◆ Problem
From the entries below, pull out each line where "NotImplemented" appears.

◆ Supplied information
▼
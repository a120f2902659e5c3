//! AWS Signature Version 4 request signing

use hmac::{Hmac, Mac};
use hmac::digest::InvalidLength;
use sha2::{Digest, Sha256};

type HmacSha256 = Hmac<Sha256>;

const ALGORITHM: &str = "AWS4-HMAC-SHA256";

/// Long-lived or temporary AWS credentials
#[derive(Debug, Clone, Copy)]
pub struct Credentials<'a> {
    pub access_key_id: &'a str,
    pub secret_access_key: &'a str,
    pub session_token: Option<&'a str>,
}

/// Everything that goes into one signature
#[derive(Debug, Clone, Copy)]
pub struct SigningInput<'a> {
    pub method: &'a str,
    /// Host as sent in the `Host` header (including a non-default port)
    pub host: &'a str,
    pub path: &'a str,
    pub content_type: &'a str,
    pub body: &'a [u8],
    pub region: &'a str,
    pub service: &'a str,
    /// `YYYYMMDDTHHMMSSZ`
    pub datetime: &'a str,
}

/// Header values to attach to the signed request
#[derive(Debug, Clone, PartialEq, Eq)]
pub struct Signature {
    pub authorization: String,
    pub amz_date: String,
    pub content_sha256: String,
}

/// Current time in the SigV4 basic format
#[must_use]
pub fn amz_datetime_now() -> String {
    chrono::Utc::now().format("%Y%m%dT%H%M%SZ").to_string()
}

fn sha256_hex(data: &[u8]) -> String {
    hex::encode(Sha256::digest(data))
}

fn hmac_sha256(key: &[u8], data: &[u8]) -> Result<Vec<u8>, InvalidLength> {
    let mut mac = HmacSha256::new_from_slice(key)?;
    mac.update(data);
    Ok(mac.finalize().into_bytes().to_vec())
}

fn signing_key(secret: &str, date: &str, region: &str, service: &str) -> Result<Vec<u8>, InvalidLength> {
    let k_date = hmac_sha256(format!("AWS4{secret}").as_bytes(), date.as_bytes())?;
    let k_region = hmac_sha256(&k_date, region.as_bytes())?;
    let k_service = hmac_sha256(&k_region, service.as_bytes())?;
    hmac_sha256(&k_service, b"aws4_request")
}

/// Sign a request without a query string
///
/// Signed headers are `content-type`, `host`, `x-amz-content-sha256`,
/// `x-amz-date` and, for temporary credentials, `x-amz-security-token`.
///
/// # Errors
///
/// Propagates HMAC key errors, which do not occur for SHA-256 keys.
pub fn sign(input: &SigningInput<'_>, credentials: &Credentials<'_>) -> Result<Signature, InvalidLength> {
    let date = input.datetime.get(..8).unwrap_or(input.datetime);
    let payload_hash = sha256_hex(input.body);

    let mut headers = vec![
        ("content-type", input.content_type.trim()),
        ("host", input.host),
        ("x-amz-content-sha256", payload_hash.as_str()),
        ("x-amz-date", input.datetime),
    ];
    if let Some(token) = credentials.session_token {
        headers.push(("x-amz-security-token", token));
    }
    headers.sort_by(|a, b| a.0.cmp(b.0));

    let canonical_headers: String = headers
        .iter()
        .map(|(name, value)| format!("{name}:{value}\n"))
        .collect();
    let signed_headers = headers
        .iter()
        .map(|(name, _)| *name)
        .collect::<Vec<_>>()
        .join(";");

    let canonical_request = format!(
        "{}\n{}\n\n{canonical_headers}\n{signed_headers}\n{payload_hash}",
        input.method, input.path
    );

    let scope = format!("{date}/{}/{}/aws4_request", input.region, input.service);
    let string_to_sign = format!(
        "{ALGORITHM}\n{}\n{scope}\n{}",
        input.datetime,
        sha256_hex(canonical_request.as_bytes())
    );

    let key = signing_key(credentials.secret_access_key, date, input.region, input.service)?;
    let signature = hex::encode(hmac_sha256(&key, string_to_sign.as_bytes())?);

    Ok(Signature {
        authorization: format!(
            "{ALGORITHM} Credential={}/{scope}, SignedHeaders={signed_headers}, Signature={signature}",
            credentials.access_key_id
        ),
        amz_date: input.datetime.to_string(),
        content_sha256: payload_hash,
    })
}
▲
▼
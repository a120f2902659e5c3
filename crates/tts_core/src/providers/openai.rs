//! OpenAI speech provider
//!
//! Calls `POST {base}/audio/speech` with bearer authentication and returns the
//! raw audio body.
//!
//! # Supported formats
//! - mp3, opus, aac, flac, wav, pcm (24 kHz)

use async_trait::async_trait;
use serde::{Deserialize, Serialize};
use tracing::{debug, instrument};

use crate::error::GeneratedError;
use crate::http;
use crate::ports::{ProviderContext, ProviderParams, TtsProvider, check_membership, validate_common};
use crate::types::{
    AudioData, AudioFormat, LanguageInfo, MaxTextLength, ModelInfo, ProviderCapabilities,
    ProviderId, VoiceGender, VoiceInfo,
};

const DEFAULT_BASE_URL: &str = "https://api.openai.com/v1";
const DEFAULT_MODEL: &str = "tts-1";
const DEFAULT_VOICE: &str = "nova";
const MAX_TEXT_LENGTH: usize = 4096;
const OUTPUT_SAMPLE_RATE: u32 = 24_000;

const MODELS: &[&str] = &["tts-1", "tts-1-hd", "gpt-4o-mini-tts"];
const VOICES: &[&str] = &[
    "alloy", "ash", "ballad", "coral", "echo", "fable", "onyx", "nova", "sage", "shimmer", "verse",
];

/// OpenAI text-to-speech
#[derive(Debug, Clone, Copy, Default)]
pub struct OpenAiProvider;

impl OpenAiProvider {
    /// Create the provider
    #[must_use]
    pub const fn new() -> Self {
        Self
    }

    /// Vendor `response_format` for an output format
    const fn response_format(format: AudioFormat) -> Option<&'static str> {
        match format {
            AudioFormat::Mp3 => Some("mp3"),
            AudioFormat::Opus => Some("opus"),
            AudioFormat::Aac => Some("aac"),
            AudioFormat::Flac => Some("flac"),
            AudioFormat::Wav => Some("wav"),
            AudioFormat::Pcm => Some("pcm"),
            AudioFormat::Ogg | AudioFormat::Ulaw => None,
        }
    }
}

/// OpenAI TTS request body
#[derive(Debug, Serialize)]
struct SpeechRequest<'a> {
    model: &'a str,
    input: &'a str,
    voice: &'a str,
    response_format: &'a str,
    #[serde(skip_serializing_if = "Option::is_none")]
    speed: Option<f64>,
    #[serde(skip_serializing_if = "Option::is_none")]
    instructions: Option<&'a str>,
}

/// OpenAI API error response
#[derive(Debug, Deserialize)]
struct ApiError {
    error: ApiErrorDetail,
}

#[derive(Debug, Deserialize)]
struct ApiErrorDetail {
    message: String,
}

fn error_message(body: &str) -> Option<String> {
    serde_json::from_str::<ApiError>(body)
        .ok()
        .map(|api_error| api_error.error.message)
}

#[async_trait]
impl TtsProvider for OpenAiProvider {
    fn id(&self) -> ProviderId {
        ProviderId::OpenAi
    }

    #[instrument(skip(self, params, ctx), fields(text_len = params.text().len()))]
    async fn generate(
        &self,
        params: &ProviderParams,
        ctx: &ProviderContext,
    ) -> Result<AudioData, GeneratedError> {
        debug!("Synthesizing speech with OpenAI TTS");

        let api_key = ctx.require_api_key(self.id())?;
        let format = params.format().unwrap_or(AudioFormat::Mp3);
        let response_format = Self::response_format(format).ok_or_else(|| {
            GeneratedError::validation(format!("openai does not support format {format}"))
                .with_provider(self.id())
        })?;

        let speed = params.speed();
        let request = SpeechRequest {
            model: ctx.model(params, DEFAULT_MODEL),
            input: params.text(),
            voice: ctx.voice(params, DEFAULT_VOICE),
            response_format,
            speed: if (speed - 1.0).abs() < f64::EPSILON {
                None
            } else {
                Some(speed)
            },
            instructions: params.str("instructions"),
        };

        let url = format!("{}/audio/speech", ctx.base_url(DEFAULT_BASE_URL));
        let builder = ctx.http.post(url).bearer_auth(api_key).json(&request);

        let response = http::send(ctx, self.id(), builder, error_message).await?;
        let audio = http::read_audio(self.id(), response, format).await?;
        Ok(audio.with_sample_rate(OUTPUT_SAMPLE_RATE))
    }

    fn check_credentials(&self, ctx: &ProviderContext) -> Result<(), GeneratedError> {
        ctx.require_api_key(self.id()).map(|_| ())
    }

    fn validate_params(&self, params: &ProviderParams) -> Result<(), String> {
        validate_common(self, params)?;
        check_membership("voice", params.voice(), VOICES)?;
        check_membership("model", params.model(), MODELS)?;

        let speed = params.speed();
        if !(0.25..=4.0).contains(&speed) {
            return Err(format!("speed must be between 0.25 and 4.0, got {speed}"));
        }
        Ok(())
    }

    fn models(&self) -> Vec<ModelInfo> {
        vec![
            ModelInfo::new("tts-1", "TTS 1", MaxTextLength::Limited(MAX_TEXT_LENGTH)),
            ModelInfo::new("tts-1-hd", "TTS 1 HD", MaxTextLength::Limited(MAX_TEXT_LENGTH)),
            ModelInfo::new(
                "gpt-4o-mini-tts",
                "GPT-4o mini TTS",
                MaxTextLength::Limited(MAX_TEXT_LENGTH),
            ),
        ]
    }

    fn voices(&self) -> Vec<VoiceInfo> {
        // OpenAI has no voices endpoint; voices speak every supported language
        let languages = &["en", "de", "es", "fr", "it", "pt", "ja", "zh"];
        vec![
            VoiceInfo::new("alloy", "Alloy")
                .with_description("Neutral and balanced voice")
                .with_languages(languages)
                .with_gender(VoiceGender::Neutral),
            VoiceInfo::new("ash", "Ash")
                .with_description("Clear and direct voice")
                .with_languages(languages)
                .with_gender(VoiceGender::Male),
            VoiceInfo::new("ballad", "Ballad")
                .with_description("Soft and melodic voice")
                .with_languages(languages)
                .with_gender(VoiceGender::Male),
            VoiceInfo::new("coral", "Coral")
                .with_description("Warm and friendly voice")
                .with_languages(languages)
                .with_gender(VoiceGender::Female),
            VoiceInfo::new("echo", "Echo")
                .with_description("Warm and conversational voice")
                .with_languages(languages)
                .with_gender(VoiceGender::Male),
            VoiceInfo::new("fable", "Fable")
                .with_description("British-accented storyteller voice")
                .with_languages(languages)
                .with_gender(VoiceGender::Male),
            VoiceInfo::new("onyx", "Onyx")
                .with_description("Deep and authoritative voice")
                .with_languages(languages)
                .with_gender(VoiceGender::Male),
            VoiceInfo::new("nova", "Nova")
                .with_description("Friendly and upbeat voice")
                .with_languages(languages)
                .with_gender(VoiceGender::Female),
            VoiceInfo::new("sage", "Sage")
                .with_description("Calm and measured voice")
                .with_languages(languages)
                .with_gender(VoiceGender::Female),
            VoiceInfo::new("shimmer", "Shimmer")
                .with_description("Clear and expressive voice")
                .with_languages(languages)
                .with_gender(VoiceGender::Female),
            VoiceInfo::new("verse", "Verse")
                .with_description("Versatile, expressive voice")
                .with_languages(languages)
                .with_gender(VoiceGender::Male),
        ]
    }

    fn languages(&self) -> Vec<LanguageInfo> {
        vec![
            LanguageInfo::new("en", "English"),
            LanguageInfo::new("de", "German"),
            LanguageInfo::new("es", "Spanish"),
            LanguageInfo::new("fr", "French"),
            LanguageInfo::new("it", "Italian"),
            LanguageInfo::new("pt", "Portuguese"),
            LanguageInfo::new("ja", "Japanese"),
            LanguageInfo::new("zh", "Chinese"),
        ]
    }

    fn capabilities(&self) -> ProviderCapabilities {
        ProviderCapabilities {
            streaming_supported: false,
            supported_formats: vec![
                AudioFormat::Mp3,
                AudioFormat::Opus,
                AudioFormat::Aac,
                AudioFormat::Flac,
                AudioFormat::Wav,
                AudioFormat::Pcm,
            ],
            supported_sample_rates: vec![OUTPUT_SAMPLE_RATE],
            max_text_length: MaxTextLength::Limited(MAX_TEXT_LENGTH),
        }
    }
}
▲
▼
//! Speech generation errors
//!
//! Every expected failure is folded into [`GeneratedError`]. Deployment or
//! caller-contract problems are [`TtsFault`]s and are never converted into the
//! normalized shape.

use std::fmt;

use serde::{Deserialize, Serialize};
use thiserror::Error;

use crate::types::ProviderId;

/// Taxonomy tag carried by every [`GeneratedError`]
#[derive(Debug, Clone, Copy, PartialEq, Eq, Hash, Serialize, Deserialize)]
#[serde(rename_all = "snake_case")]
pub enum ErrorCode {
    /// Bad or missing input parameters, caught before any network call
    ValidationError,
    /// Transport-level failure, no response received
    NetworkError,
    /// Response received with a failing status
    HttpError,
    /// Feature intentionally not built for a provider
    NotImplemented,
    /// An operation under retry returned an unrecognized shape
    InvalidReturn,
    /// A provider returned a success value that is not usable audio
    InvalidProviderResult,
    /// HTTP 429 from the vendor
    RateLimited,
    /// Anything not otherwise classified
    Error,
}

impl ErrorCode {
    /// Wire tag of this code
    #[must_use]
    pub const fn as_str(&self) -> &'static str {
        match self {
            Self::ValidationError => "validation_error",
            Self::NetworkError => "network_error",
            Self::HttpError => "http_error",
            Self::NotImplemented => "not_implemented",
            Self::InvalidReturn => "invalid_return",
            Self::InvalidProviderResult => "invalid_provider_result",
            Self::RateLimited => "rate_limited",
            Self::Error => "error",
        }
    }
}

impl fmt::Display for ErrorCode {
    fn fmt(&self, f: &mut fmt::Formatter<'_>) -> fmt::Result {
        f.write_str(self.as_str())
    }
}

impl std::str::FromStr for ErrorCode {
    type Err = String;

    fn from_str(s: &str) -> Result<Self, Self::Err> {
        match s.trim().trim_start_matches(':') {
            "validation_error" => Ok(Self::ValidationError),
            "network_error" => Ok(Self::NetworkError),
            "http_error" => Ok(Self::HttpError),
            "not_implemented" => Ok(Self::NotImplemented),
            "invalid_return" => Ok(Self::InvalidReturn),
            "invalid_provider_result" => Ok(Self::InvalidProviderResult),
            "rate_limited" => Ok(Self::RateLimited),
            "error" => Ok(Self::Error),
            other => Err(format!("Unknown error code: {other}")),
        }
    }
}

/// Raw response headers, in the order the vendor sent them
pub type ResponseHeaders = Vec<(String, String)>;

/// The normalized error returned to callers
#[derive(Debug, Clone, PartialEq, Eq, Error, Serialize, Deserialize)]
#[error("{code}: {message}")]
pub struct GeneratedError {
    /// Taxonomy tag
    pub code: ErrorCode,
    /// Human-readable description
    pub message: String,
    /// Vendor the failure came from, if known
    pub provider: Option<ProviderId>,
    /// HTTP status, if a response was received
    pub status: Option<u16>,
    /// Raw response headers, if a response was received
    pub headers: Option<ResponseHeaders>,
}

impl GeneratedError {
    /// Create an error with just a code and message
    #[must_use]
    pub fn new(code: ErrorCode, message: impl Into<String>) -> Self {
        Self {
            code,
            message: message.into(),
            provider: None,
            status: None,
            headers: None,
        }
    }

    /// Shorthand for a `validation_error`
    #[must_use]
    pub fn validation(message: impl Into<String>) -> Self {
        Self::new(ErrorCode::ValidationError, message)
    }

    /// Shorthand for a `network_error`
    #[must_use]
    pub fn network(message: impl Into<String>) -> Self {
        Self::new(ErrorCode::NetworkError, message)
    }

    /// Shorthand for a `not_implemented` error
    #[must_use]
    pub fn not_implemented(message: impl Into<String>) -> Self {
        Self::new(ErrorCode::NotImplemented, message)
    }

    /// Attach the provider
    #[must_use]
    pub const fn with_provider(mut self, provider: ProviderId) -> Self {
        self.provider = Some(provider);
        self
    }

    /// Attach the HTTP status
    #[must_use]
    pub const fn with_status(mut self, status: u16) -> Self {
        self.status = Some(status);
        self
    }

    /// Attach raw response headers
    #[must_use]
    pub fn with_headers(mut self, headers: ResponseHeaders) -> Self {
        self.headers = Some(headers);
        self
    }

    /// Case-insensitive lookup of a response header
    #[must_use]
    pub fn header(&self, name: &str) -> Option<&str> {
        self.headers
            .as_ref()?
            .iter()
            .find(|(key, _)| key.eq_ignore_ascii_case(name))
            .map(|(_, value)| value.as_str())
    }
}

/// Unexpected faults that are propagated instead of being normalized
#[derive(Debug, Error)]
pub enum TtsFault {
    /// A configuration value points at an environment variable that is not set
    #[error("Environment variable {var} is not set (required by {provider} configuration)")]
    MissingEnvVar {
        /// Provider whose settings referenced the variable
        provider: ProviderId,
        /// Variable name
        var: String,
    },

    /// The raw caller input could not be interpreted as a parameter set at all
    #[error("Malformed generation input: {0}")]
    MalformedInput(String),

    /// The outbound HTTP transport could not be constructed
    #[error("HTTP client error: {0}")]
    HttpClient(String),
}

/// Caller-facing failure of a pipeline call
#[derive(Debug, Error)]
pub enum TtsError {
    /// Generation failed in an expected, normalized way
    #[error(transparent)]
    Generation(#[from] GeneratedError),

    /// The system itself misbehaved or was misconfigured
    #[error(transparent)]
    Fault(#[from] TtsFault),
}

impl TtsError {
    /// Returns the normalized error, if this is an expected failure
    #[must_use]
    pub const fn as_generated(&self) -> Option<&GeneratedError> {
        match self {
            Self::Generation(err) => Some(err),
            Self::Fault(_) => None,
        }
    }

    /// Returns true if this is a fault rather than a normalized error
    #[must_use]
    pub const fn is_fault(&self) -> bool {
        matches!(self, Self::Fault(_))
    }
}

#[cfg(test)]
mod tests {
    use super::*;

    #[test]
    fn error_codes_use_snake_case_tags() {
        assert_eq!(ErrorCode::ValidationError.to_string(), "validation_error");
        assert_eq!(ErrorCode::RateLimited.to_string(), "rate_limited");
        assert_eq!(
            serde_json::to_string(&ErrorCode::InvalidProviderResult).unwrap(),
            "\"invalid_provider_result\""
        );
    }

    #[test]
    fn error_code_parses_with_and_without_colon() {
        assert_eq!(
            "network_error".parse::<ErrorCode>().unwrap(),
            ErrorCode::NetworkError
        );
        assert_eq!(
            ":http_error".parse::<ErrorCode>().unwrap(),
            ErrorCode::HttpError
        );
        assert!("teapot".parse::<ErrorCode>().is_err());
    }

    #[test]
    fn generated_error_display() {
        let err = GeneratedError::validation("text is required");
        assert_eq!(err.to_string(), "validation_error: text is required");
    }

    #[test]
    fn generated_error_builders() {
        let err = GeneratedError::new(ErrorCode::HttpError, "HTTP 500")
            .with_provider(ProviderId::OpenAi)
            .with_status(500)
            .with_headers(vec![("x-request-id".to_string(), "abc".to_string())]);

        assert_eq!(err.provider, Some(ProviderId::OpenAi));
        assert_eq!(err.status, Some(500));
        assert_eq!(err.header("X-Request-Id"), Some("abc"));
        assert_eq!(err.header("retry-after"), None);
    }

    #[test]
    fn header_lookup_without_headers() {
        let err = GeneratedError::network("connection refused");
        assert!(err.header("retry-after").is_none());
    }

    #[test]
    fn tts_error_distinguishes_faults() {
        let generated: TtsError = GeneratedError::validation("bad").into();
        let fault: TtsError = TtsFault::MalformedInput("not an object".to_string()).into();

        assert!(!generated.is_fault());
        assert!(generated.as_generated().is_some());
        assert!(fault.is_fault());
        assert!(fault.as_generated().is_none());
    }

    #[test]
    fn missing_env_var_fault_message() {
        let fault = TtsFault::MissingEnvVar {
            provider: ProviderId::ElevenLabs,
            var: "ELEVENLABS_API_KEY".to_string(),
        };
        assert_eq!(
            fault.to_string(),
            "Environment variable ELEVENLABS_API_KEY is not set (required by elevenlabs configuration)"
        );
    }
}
▲
◆ Solved exercise
    NotImplemented,
            Self::NotImplemented => "not_implemented",
            "not_implemented" => Ok(Self::NotImplemented),
        Self::new(ErrorCode::NotImplemented, message)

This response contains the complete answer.